Cardiovasc Drugs Ther. 2006 Apr;20(2):103-11. doi: 10.1007/s10557-006-6755-7.
The role of nuclear factor kappa-B (NF-kappaB) p105 for vascular inflammatory gene expression and neointima formation after arterial injury was studied. Mice carotid arteries were injured by ligation. Vascular NF-kappaB activation was monitored using a NF-kappaB luciferase reporter mouse. Mice with gene deletion of the NF-kappaB p105 subunit (p50 precursor) and the corresponding wild types were assessed for vascular gene expression and neointimal hyperplasia. NF-kappaB was activated in the injured vessel wall in wild type mice, and this was accompanied by increased expression of the proinflammatory genes tumor necrosis factor alpha, interleukin 1 beta, and inducible nitric oxide synthase. In contrast, NF-kappaB p105 knockout mice had reduced expression of the inflammatory genes and enhanced neointima formation four weeks after ligation. Basic fibroblast growth factor (bFGF) gene expression increased after arterial ligation. A higher percentage of bFGF positive cells were found in lesions from NF-kappaB p105 knock out mice. These data indicate that the p105 subunit of NF-kappaB plays an essential role in vascular healing, and defects in NF-kappaB p105 promote neointima hyperplasia.

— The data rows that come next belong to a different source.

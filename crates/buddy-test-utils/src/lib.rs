//! Test helpers shared across Buddy crates.

pub mod embedder;
pub mod generator;

pub use embedder::{HashEmbedder, StubEmbedder};
pub use generator::{FailingGenerator, FixedGenerator, PendingGenerator, RecordingGenerator};
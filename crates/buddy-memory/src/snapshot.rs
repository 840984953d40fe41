//! Full-snapshot persistence for a [`VectorStore`].
//!
//! A snapshot is a JSONL file: a header line carrying the schema version,
//! vector dimension, metric and record count, followed by one line per record
//! in store order. Every save rewrites the whole file through a temporary sibling
//! that is synced and renamed over the previous snapshot.

use crate::error::MemoryError;
use crate::index::{METRIC, validate_vector};
use crate::model::Record;
use crate::store::VectorStore;
use log::{debug, info};
use serde::{Deserialize, Serialize};
use std::ffi::OsString;
use std::fs::{self, File, OpenOptions};
use std::io::{BufRead, BufReader, BufWriter, ErrorKind, Write};
use std::path::{Path, PathBuf};

/// Current snapshot schema version.
pub const SNAPSHOT_VERSION: u32 = 1;

#[derive(Debug, Serialize, Deserialize)]
#[serde(tag = "type", rename_all = "snake_case")]
enum SnapshotLine {
    Header {
        version: u32,
        dimension: Option<usize>,
        metric: String,
        records: usize,
    },
    Record(Record),
}

/// Load a snapshot written by [`save`].
///
/// Failing to open or read the file surfaces as [`MemoryError::Io`]. Content
/// that is not UTF-8, does not decode into a valid, ordered, fixed-dimension
/// record sequence, or holds fewer or more records than its header announces
/// is [`MemoryError::CorruptSnapshot`].
pub fn load(path: impl AsRef<Path>) -> Result<VectorStore, MemoryError> {
    let path = path.as_ref();
    let file = OpenOptions::new().read(true).open(path)?;
    let reader = BufReader::new(file);
    let corrupt = |reason: String| MemoryError::CorruptSnapshot {
        path: path.to_path_buf(),
        reason,
    };

    let mut dimension: Option<usize> = None;
    let mut saw_header = false;
    let mut expected_records = 0;
    let mut records: Vec<Record> = Vec::new();

    for (line_no, line) in reader.lines().enumerate() {
        let line_no = line_no + 1;
        let line = line.map_err(|err| match err.kind() {
            ErrorKind::InvalidData => corrupt(format!("line {line_no}: {err}")),
            _ => MemoryError::Io(err),
        })?;
        if line.trim().is_empty() {
            continue;
        }
        let entry: SnapshotLine = serde_json::from_str(&line)
            .map_err(|err| corrupt(format!("line {line_no}: {err}")))?;
        match entry {
            SnapshotLine::Header {
                version,
                dimension: header_dimension,
                metric,
                records: header_records,
            } => {
                if saw_header {
                    return Err(corrupt(format!("line {line_no}: duplicate header")));
                }
                if version > SNAPSHOT_VERSION {
                    return Err(corrupt(format!("unsupported snapshot version: {version}")));
                }
                if metric != METRIC {
                    return Err(corrupt(format!("unsupported metric: {metric}")));
                }
                saw_header = true;
                dimension = header_dimension;
                expected_records = header_records;
            }
            SnapshotLine::Record(record) => {
                if !saw_header {
                    return Err(corrupt(format!("line {line_no}: record before header")));
                }
                validate_vector(&record.vector)
                    .map_err(|err| corrupt(format!("line {line_no}: {err}")))?;
                let expected = *dimension.get_or_insert(record.vector.len());
                if record.vector.len() != expected {
                    return Err(corrupt(format!(
                        "line {line_no}: record {} has dimension {}, expected {expected}",
                        record.id,
                        record.vector.len()
                    )));
                }
                if let Some(previous) = records.last() {
                    if record.id <= previous.id || record.created_at <= previous.created_at {
                        return Err(corrupt(format!(
                            "line {line_no}: record {} is out of order",
                            record.id
                        )));
                    }
                }
                records.push(record);
            }
        }
    }

    if !saw_header {
        return Err(corrupt("missing header".to_string()));
    }
    if records.len() != expected_records {
        return Err(corrupt(format!(
            "expected {expected_records} records, found {}",
            records.len()
        )));
    }
    info!(
        "loaded snapshot (path={}, records={}, dimension={:?})",
        path.display(),
        records.len(),
        dimension
    );
    Ok(VectorStore::from_records(records))
}

/// Atomically replace the snapshot at `path` with the full contents of
/// `store`.
pub fn save(path: impl AsRef<Path>, store: &VectorStore) -> Result<(), MemoryError> {
    let path = path.as_ref();
    let persistence = |source: std::io::Error| MemoryError::Persistence {
        path: path.to_path_buf(),
        source,
    };
    if let Some(parent) = path.parent().filter(|parent| !parent.as_os_str().is_empty()) {
        fs::create_dir_all(parent).map_err(persistence)?;
    }

    let temp_path = temp_path(path);
    if let Err(err) = write_snapshot(&temp_path, store) {
        let _ = fs::remove_file(&temp_path);
        return Err(persistence(err));
    }
    if let Err(err) = fs::rename(&temp_path, path) {
        let _ = fs::remove_file(&temp_path);
        return Err(persistence(err));
    }
    sync_parent(path).map_err(persistence)?;
    debug!(
        "saved snapshot (path={}, records={})",
        path.display(),
        store.len()
    );
    Ok(())
}

/// Sibling path used while a snapshot is being written.
fn temp_path(path: &Path) -> PathBuf {
    let mut name = path
        .file_name()
        .map(OsString::from)
        .unwrap_or_else(|| OsString::from("snapshot"));
    name.push(".tmp");
    path.with_file_name(name)
}

/// Flush the directory entry created by the rename.
#[cfg(unix)]
fn sync_parent(path: &Path) -> std::io::Result<()> {
    match path.parent().filter(|parent| !parent.as_os_str().is_empty()) {
        Some(parent) => File::open(parent)?.sync_all(),
        None => File::open(".")?.sync_all(),
    }
}

#[cfg(not(unix))]
fn sync_parent(_path: &Path) -> std::io::Result<()> {
    Ok(())
}

fn write_snapshot(path: &Path, store: &VectorStore) -> std::io::Result<()> {
    let file = OpenOptions::new()
        .create(true)
        .truncate(true)
        .write(true)
        .open(path)?;
    let mut writer = BufWriter::new(file);
    let header = SnapshotLine::Header {
        version: SNAPSHOT_VERSION,
        dimension: store.dimension(),
        metric: METRIC.to_string(),
        records: store.len(),
    };
    write_line(&mut writer, &header)?;
    for record in store.all() {
        write_line(&mut writer, &SnapshotLine::Record(record.clone()))?;
    }
    let file: File = writer.into_inner().map_err(|err| err.into_error())?;
    file.sync_all()
}

fn write_line(writer: &mut impl Write, line: &SnapshotLine) -> std::io::Result<()> {
    serde_json::to_writer(&mut *writer, line)?;
    writer.write_all(b"\n")
}

#[cfg(test)]
mod tests {
    use super::{load, save, temp_path};
    use crate::{MemoryError, Role, VectorStore};
    use pretty_assertions::assert_eq;
    use std::fs;
    use tempfile::tempdir;

    fn sample_store() -> VectorStore {
        let mut store = VectorStore::new();
        store.append(Role::System, "initial memory", vec![0.125, -0.5, 0.3]);
        store.append(Role::User, "hello", vec![0.1, 0.2, 0.7]);
        store.append(Role::Agent, "hi there", vec![-0.33333334, 1e-7, 42.0]);
        store
    }

    #[test]
    fn round_trip_preserves_records() {
        let temp = tempdir().expect("tempdir");
        let path = temp.path().join("memory.jsonl");
        let store = sample_store();
        save(&path, &store).expect("save");

        let loaded = load(&path).expect("load");
        assert_eq!(loaded.len(), store.len());
        for (original, restored) in store.all().iter().zip(loaded.all()) {
            assert_eq!(restored.id, original.id);
            assert_eq!(restored.role, original.role);
            assert_eq!(restored.text, original.text);
            assert_eq!(restored.created_at, original.created_at);
            for (a, b) in original.vector.iter().zip(&restored.vector) {
                assert!((a - b).abs() <= 1e-6);
            }
        }
        assert!(!temp_path(&path).exists());
    }

    #[test]
    fn save_overwrites_previous_snapshot_wholesale() {
        let temp = tempdir().expect("tempdir");
        let path = temp.path().join("nested").join("memory.jsonl");
        let mut store = sample_store();
        save(&path, &store).expect("first save");
        store.append(Role::User, "again", vec![1.0, 1.0, 1.0]);
        save(&path, &store).expect("second save");

        let loaded = load(&path).expect("load");
        assert_eq!(loaded.len(), 4);
        assert_eq!(loaded.all()[3].text, "again");
    }

    #[test]
    fn failed_save_keeps_existing_snapshot() {
        let temp = tempdir().expect("tempdir");
        let path = temp.path().join("memory.jsonl");
        let store = sample_store();
        save(&path, &store).expect("save");

        // A directory squatting on the temp path makes the write fail.
        fs::create_dir_all(temp_path(&path)).expect("block temp path");
        let mut grown = store.clone();
        grown.append(Role::User, "lost", vec![0.0, 0.0, 1.0]);
        let err = save(&path, &grown).expect_err("save should fail");
        assert!(matches!(err, MemoryError::Persistence { .. }));

        let loaded = load(&path).expect("load");
        assert_eq!(loaded.len(), 3);
    }

    #[test]
    fn truncated_snapshot_is_corrupt() {
        let temp = tempdir().expect("tempdir");
        let path = temp.path().join("memory.jsonl");
        save(&path, &sample_store()).expect("save");
        let contents = fs::read_to_string(&path).expect("read");
        fs::write(&path, &contents[..contents.len() - 20]).expect("truncate");

        let err = load(&path).expect_err("corrupt");
        assert!(matches!(err, MemoryError::CorruptSnapshot { .. }));
    }

    #[test]
    fn non_utf8_snapshot_is_corrupt() {
        let temp = tempdir().expect("tempdir");
        let path = temp.path().join("memory.jsonl");
        fs::write(&path, b"{\"type\":\"header\",\xff\xfe garbage\n").expect("write");

        let err = load(&path).expect_err("corrupt");
        let MemoryError::CorruptSnapshot { reason, .. } = err else {
            panic!("unexpected error: {err:?}");
        };
        assert!(reason.starts_with("line 1:"));
    }

    #[test]
    fn missing_trailing_record_is_corrupt() {
        let temp = tempdir().expect("tempdir");
        let path = temp.path().join("memory.jsonl");
        save(&path, &sample_store()).expect("save");
        let contents = fs::read_to_string(&path).expect("read");
        let kept: Vec<&str> = contents.lines().take(3).collect();
        fs::write(&path, format!("{}\n", kept.join("\n"))).expect("rewrite");

        let err = load(&path).expect_err("corrupt");
        let MemoryError::CorruptSnapshot { reason, .. } = err else {
            panic!("unexpected error: {err:?}");
        };
        assert_eq!(reason, "expected 3 records, found 2");
    }

    #[test]
    fn dimension_mismatch_is_corrupt() {
        let temp = tempdir().expect("tempdir");
        let path = temp.path().join("memory.jsonl");
        let mut store = VectorStore::new();
        store.append(Role::User, "a", vec![0.0, 1.0]);
        store.append(Role::User, "b", vec![0.0, 1.0, 2.0]);
        save(&path, &store).expect("save");

        let err = load(&path).expect_err("corrupt");
        let MemoryError::CorruptSnapshot { reason, .. } = err else {
            panic!("unexpected error: {err:?}");
        };
        assert!(reason.contains("dimension"));
    }

    #[test]
    fn missing_header_is_corrupt() {
        let temp = tempdir().expect("tempdir");
        let path = temp.path().join("memory.jsonl");
        fs::write(&path, "").expect("write");
        let err = load(&path).expect_err("corrupt");
        assert!(matches!(err, MemoryError::CorruptSnapshot { .. }));
    }

    #[test]
    fn missing_file_is_io_error() {
        let temp = tempdir().expect("tempdir");
        let err = load(temp.path().join("absent.jsonl")).expect_err("missing");
        assert!(matches!(err, MemoryError::Io(_)));
    }
}
//! Error types for config loading and validation.

use thiserror::Error;

/// Errors returned while loading or validating config.
#[derive(Debug, Error)]
pub enum ConfigError {
    /// Reading a config file failed.
    #[error("failed to read config: {0}")]
    ReadFailed(#[from] std::io::Error),
    /// Parsing a config file failed.
    #[error("failed to parse config: {0}")]
    ParseFailed(#[from] json5::Error),
    /// Converting JSON values failed.
    #[error("failed to decode config: {0}")]
    DecodeFailed(#[from] serde_json::Error),
    /// A specific field failed validation.
    #[error("invalid config at {path}: {message}")]
    InvalidField { path: String, message: String },
    /// Generic validation failure.
    #[error("invalid config: {0}")]
    Invalid(String),
}
//! Memory session: the per-turn ingest/recall/generate/ingest/persist cycle.
//!
//! A [`MemorySession`] owns the vector memory and its snapshot path behind a
//! single async lock. Each turn holds the lock from start to finish, including
//! while the generator is pending, so turns never interleave. Dropping a turn
//! future releases the lock; whatever was appended before the drop stays in
//! memory and is persisted by the next completed turn.

use crate::error::BuddyCoreError;
use crate::prompt::PromptTemplate;
use crate::provider::{Embedder, Generator};
use buddy_config::BuddyConfig;
use buddy_memory::{MemoryError, Record, Recalled, Role, VectorMemory, snapshot};
use log::{debug, info, warn};
use serde::Serialize;
use std::fmt;
use std::fs;
use std::io::ErrorKind;
use std::path::{Path, PathBuf};
use std::sync::Arc;
use tokio::sync::Mutex;

/// Position of a turn within the protocol.
#[derive(Debug, Clone, Copy, PartialEq, Eq, Serialize)]
#[serde(rename_all = "snake_case")]
pub enum TurnState {
    Received,
    QueryIngested,
    ContextRetrieved,
    ReplyGenerated,
    ReplyIngested,
    Persisted,
}

impl TurnState {
    pub fn as_str(&self) -> &'static str {
        match self {
            TurnState::Received => "received",
            TurnState::QueryIngested => "query_ingested",
            TurnState::ContextRetrieved => "context_retrieved",
            TurnState::ReplyGenerated => "reply_generated",
            TurnState::ReplyIngested => "reply_ingested",
            TurnState::Persisted => "persisted",
        }
    }

    /// Whether reaching this state changes the stored records or snapshot.
    fn is_checkpoint(&self) -> bool {
        matches!(
            self,
            TurnState::QueryIngested | TurnState::ReplyIngested | TurnState::Persisted
        )
    }
}

impl fmt::Display for TurnState {
    fn fmt(&self, f: &mut fmt::Formatter<'_>) -> fmt::Result {
        f.write_str(self.as_str())
    }
}

/// Whether a completed turn reached durable storage.
#[derive(Debug, Clone, PartialEq, Eq)]
pub enum Durability {
    /// Snapshot rewritten with this turn's records.
    Persisted,
    /// Snapshot write failed; records remain in memory and are retried on the
    /// next completed turn.
    Deferred { error: String },
}

impl Durability {
    pub fn is_persisted(&self) -> bool {
        matches!(self, Durability::Persisted)
    }
}

/// Result of a completed turn.
#[derive(Debug, Clone)]
pub struct TurnOutcome {
    /// Generated reply.
    pub reply: String,
    /// Records recalled as context, nearest first.
    pub context: Vec<Recalled>,
    /// Persistence status of the turn.
    pub durability: Durability,
}

/// Point-in-time view of a session.
#[derive(Debug, Clone, PartialEq, Serialize)]
pub struct SessionStats {
    pub records: usize,
    pub dimension: Option<usize>,
    /// Last state that changed memory or the snapshot.
    pub state: TurnState,
    pub path: PathBuf,
}

/// Tunables taken from config.
#[derive(Debug, Clone, PartialEq)]
pub struct SessionSettings {
    pub recall_k: usize,
    pub exclude_self_match: bool,
    pub label_speakers: bool,
    pub seed_text: String,
    pub assistant_name: String,
}

impl SessionSettings {
    pub fn from_config(config: &BuddyConfig) -> Self {
        Self {
            recall_k: config.memory.recall_k,
            exclude_self_match: config.memory.exclude_self_match,
            label_speakers: config.memory.label_speakers,
            seed_text: config.memory.seed_text.clone(),
            assistant_name: config.generation.assistant_name.clone(),
        }
    }
}

impl Default for SessionSettings {
    fn default() -> Self {
        Self::from_config(&BuddyConfig::default())
    }
}

/// Store, index and snapshot path guarded together.
#[derive(Debug)]
struct MemoryEngine {
    memory: VectorMemory,
    path: PathBuf,
    state: TurnState,
}

impl MemoryEngine {
    fn advance(&mut self, turn: &mut TurnState, next: TurnState) {
        debug!("turn advanced (from={}, to={})", turn, next);
        *turn = next;
        if next.is_checkpoint() {
            self.state = next;
        }
    }
}

/// Conversational memory shared by every caller of a process.
pub struct MemorySession {
    engine: Mutex<MemoryEngine>,
    embedder: Arc<dyn Embedder>,
    generator: Arc<dyn Generator>,
    prompt: PromptTemplate,
    settings: SessionSettings,
}

impl MemorySession {
    /// Open the memory at `path`: load the snapshot if present, otherwise
    /// seed a fresh store and save it immediately.
    ///
    /// A corrupt snapshot is moved aside to `<path>.corrupt` and replaced by
    /// a fresh seeded store. Other read failures are returned.
    pub async fn open(
        path: impl AsRef<Path>,
        settings: SessionSettings,
        embedder: Arc<dyn Embedder>,
        generator: Arc<dyn Generator>,
    ) -> Result<Self, BuddyCoreError> {
        let path = path.as_ref().to_path_buf();
        let memory = match snapshot::load(&path) {
            Ok(store) => VectorMemory::from_store(store)?,
            Err(MemoryError::Io(err)) if err.kind() == ErrorKind::NotFound => {
                info!("no snapshot found; seeding (path={})", path.display());
                seed(&path, &settings.seed_text, embedder.as_ref()).await?
            }
            Err(MemoryError::CorruptSnapshot { reason, .. }) => {
                warn!(
                    "corrupt snapshot; starting fresh (path={}, reason={})",
                    path.display(),
                    reason
                );
                quarantine(&path);
                seed(&path, &settings.seed_text, embedder.as_ref()).await?
            }
            Err(err) => return Err(err.into()),
        };
        info!(
            "memory session opened (path={}, records={}, dimension={:?}, embedder={}, generator={})",
            path.display(),
            memory.len(),
            memory.dimension(),
            embedder.model_name(),
            generator.model_name()
        );
        Ok(Self {
            engine: Mutex::new(MemoryEngine {
                memory,
                path,
                state: TurnState::Persisted,
            }),
            embedder,
            generator,
            prompt: PromptTemplate::new(settings.assistant_name.clone()),
            settings,
        })
    }

    /// Open the memory described by a resolved config.
    pub async fn from_config(
        config: &BuddyConfig,
        embedder: Arc<dyn Embedder>,
        generator: Arc<dyn Generator>,
    ) -> Result<Self, BuddyCoreError> {
        let path = config.memory_path()?;
        Self::open(path, SessionSettings::from_config(config), embedder, generator).await
    }

    /// Run one full turn for `query`.
    ///
    /// On failure the records appended so far stay in memory: an embedding
    /// failure on the query mutates nothing, while a generation failure or a
    /// failure embedding the reply leaves the USER record without an AGENT
    /// record and skips persistence. A snapshot write failure is not an
    /// error; it is reported through [`TurnOutcome::durability`].
    pub async fn submit(&self, query: &str) -> Result<TurnOutcome, BuddyCoreError> {
        let mut engine = self.engine.lock().await;
        let mut turn = TurnState::Received;
        debug!("turn received (query_len={})", query.len());

        let query_vector = self.embedder.embed(query).await?;
        let user = engine
            .memory
            .ingest(Role::User, query, query_vector.clone())?;
        engine.advance(&mut turn, TurnState::QueryIngested);

        let context = self.recall(&engine.memory, &query_vector, user.id)?;
        engine.advance(&mut turn, TurnState::ContextRetrieved);

        let context_text = self.context_text(&context);
        let prompt = self.prompt.render(&context_text, query);
        let reply = match self.generator.generate(&prompt).await {
            Ok(reply) => reply,
            Err(err) => {
                warn!("generation failed (user_record={}, err={})", user.id, err);
                return Err(err);
            }
        };
        engine.advance(&mut turn, TurnState::ReplyGenerated);

        let reply_vector = match self.embedder.embed(&reply).await {
            Ok(vector) => vector,
            Err(err) => {
                warn!("reply embedding failed (user_record={}, err={})", user.id, err);
                return Err(err);
            }
        };
        engine
            .memory
            .ingest(Role::Agent, reply.as_str(), reply_vector)?;
        engine.advance(&mut turn, TurnState::ReplyIngested);

        let durability = match snapshot::save(&engine.path, engine.memory.store()) {
            Ok(()) => {
                engine.advance(&mut turn, TurnState::Persisted);
                Durability::Persisted
            }
            Err(err) => {
                warn!(
                    "snapshot write deferred (path={}, err={})",
                    engine.path.display(),
                    err
                );
                Durability::Deferred {
                    error: err.to_string(),
                }
            }
        };
        info!(
            "turn completed (records={}, context={}, persisted={})",
            engine.memory.len(),
            context.len(),
            durability.is_persisted()
        );
        Ok(TurnOutcome {
            reply,
            context,
            durability,
        })
    }

    /// Record count, dimension and last checkpoint.
    pub async fn stats(&self) -> SessionStats {
        let engine = self.engine.lock().await;
        SessionStats {
            records: engine.memory.len(),
            dimension: engine.memory.dimension(),
            state: engine.state,
            path: engine.path.clone(),
        }
    }

    /// Copy of every stored record in order.
    pub async fn records(&self) -> Vec<Record> {
        let engine = self.engine.lock().await;
        engine.memory.store().all().to_vec()
    }

    pub fn settings(&self) -> &SessionSettings {
        &self.settings
    }

    /// Recalled texts joined by newlines, nearest first.
    fn context_text(&self, context: &[Recalled]) -> String {
        context
            .iter()
            .map(|hit| {
                let record = &hit.record;
                match record.role {
                    Role::User if self.settings.label_speakers => format!("User: {}", record.text),
                    Role::Agent if self.settings.label_speakers => {
                        format!("{}: {}", self.prompt.assistant_name(), record.text)
                    }
                    _ => record.text.clone(),
                }
            })
            .collect::<Vec<_>>()
            .join("\n")
    }

    fn recall(
        &self,
        memory: &VectorMemory,
        query_vector: &[f32],
        self_id: u64,
    ) -> Result<Vec<Recalled>, BuddyCoreError> {
        let k = self.settings.recall_k;
        let fetch = if self.settings.exclude_self_match {
            k.saturating_add(1)
        } else {
            k
        };
        let mut hits = match memory.recall(query_vector, fetch) {
            Ok(hits) => hits,
            Err(MemoryError::EmptyIndex) => Vec::new(),
            Err(err) => return Err(err.into()),
        };
        if self.settings.exclude_self_match {
            hits.retain(|hit| hit.record.id != self_id);
            hits.truncate(k);
        }
        Ok(hits)
    }
}

/// Build a fresh memory holding the seed placeholder and save it.
async fn seed(
    path: &Path,
    seed_text: &str,
    embedder: &dyn Embedder,
) -> Result<VectorMemory, BuddyCoreError> {
    let vector = embedder.embed(seed_text).await?;
    let mut memory = VectorMemory::new();
    memory.ingest(Role::System, seed_text, vector)?;
    snapshot::save(path, memory.store())?;
    Ok(memory)
}

/// Move a corrupt snapshot out of the way so it is not overwritten.
fn quarantine(path: &Path) {
    let mut target = path.as_os_str().to_owned();
    target.push(".corrupt");
    let target = PathBuf::from(target);
    match fs::rename(path, &target) {
        Ok(()) => info!("corrupt snapshot moved aside (path={})", target.display()),
        Err(err) => warn!(
            "failed to move corrupt snapshot aside (path={}, err={})",
            path.display(),
            err
        ),
    }
}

研究了核因子κB(NF-κB)p105在动脉损伤后血管炎症基因表达和新生内膜形成中的作用。通过结扎损伤小鼠颈动脉。使用NF-κB荧光素酶报告基因小鼠监测血管NF-κB激活。评估NF-κB p105亚基(p50前体)基因缺失的小鼠和相应野生型小鼠的血管基因表达和内膜增生情况。野生型小鼠损伤血管壁中的NF-κB被激活,同时促炎基因肿瘤坏死因子α、白细胞介素1β和诱导型一氧化氮合酶的表达增加。相比之下,NF-κB p105基因敲除小鼠在结扎四周后炎症基因表达降低,新生内膜形成增强。动脉结扎后碱性成纤维细胞生长因子(bFGF)基因表达增加。在NF-κB p105基因敲除小鼠的病变中发现更高比例的bFGF阳性细胞。这些数据表明,NF-κB的p105亚基在血管愈合中起重要作用,NF-κB p105缺陷促进新生内膜增生。